This is the first thing I think of whenever pvn jumps on somebody for "appealing to authority"

[/ QUOTE ]

I'm trying to remember if I've quoted Mises on this forum. I'm willing to bet a penny that I havent.

Regardless, thank you for replying. Now I remember it was you that origianlly made the "appeal to authority isn't fallacious if the authority is an expert" claim.

Starting [here]

Summarized:

moorobot:

[ QUOTE ]
Of course you are right and all those economics textbooks which say that the opposite is true (written by the group of social scientists most sympathetic to your cause, btw, which is not to say that they are very sympathetic to it) are wrong.

[/ QUOTE ]

pvn:

[ QUOTE ]
Appeal to authority. It's in a book, it must be true.

[/ QUOTE ]

PoBoy321:

[ QUOTE ]
So if economists aren't reliable sources of information on economics, who is?
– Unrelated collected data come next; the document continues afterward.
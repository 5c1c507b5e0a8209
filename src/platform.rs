//! Operating system and CPU architecture types

use std::fmt;
use std::str::FromStr;

use serde::{Deserialize, Serialize};
use thiserror::Error;

/// Operating system a build targets
#[derive(Debug, Clone, Copy, PartialEq, Eq, Hash, PartialOrd, Ord, Serialize, Deserialize)]
#[serde(rename_all = "lowercase")]
pub enum Os {
    Linux,
    Win,
    Mac,
}

impl Os {
    /// Returns the string representation of the operating system
    pub fn as_str(&self) -> &'static str {
        match self {
            Os::Linux => "linux",
            Os::Win => "win",
            Os::Mac => "mac",
        }
    }

    /// Platform name used by the release dashboard
    pub fn dashboard_name(&self) -> &'static str {
        match self {
            Os::Linux => "Linux",
            Os::Win => "Windows",
            Os::Mac => "Mac",
        }
    }

    /// Operating system of the running process, if it is one we ship builds for
    pub fn host() -> Option<Self> {
        match std::env::consts::OS {
            "linux" => Some(Os::Linux),
            "windows" => Some(Os::Win),
            "macos" => Some(Os::Mac),
            _ => None,
        }
    }
}

impl fmt::Display for Os {
    fn fmt(&self, f: &mut fmt::Formatter<'_>) -> fmt::Result {
        f.write_str(self.as_str())
    }
}

impl FromStr for Os {
    type Err = String;

    fn from_str(s: &str) -> Result<Self, Self::Err> {
        match s.to_ascii_lowercase().as_str() {
            "linux" => Ok(Os::Linux),
            "win" | "windows" => Ok(Os::Win),
            "mac" | "macos" | "darwin" => Ok(Os::Mac),
            other => Err(format!("unknown operating system: {other}")),
        }
    }
}

/// CPU architecture a build targets
#[derive(Debug, Clone, Copy, PartialEq, Eq, Hash, PartialOrd, Ord, Serialize, Deserialize)]
#[serde(rename_all = "lowercase")]
pub enum Arch {
    X64,
    X86,
    Arm,
}

impl Arch {
    /// Returns the string representation of the architecture
    pub fn as_str(&self) -> &'static str {
        match self {
            Arch::X64 => "x64",
            Arch::X86 => "x86",
            Arch::Arm => "arm",
        }
    }

    pub fn host() -> Option<Self> {
        match std::env::consts::ARCH {
            "x86_64" => Some(Arch::X64),
            "x86" => Some(Arch::X86),
            "aarch64" | "arm" => Some(Arch::Arm),
            _ => None,
        }
    }
}

impl fmt::Display for Arch {
    fn fmt(&self, f: &mut fmt::Formatter<'_>) -> fmt::Result {
        f.write_str(self.as_str())
    }
}

impl FromStr for Arch {
    type Err = String;

    fn from_str(s: &str) -> Result<Self, Self::Err> {
        match s.to_ascii_lowercase().as_str() {
            "x64" | "x86_64" | "amd64" => Ok(Arch::X64),
            "x86" | "i386" | "i686" => Ok(Arch::X86),
            "arm" | "arm64" | "aarch64" => Ok(Arch::Arm),
            other => Err(format!("unknown architecture: {other}")),
        }
    }
}

/// An OS/architecture pair outside the six supported combinations
#[derive(Debug, Clone, Copy, PartialEq, Eq, Error)]
#[error("unsupported os/arch combination: {os}/{arch}")]
pub struct UnsupportedCombination {
    pub os: Os,
    pub arch: Arch,
}

/// A validated OS/architecture pair
///
/// Supported combinations:
/// - linux: x64, x86
/// - win: x64, x86
/// - mac: x64, arm
#[derive(Debug, Clone, Copy, PartialEq, Eq, Hash)]
pub struct Platform {
    os: Os,
    arch: Arch,
}

impl Platform {
    pub fn new(os: Os, arch: Arch) -> Result<Self, UnsupportedCombination> {
        match (os, arch) {
            (Os::Linux | Os::Win, Arch::X64 | Arch::X86) | (Os::Mac, Arch::X64 | Arch::Arm) => {
                Ok(Self { os, arch })
            }
            _ => Err(UnsupportedCombination { os, arch }),
        }
    }

    /// Platform of the running process, falling back to linux/x64
    pub fn host() -> Self {
        let os = Os::host().unwrap_or(Os::Linux);
        let arch = Arch::host().unwrap_or(Arch::X64);
        // x64 is valid for every supported os
        Self::new(os, arch).unwrap_or(Self { os, arch: Arch::X64 })
    }

    pub fn os(&self) -> Os {
        self.os
    }

    pub fn arch(&self) -> Arch {
        self.arch
    }

    /// Directory prefix of this platform in the snapshot bucket
    pub fn snapshot_segment(&self) -> &'static str {
        match (self.os, self.arch) {
            (Os::Linux, Arch::X86) => "Linux",
            (Os::Linux, _) => "Linux_x64",
            (Os::Win, Arch::X86) => "Win",
            (Os::Win, _) => "Win_x64",
            (Os::Mac, Arch::Arm) => "Mac_Arm",
            (Os::Mac, _) => "Mac",
        }
    }

    /// Archive name (without extension) of a snapshot build
    pub fn snapshot_filename(&self) -> &'static str {
        match self.os {
            Os::Linux => "chrome-linux",
            Os::Win => "chrome-win",
            Os::Mac => "chrome-mac",
        }
    }
}

impl fmt::Display for Platform {
    fn fmt(&self, f: &mut fmt::Formatter<'_>) -> fmt::Result {
        write!(f, "{}/{}", self.os, self.arch)
    }
}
This is an appeal to authority, but it isn't a logical fallacy. If the authority is actually an expert in that field (e.g. economists on the economy) it's a legitimate appeal.

[/ QUOTE ]

Because the experts are never wrong!

moorobot's post was clearly a flat-out appeal to authority. "A guy that wrote a book disagrees with you". This isn't a "here's some information in a book that backs up my claim" or a "here's a witty quote that illustrates this argument I'm making", it's a "you're wrong because this book says so."

That's what I'm talking about.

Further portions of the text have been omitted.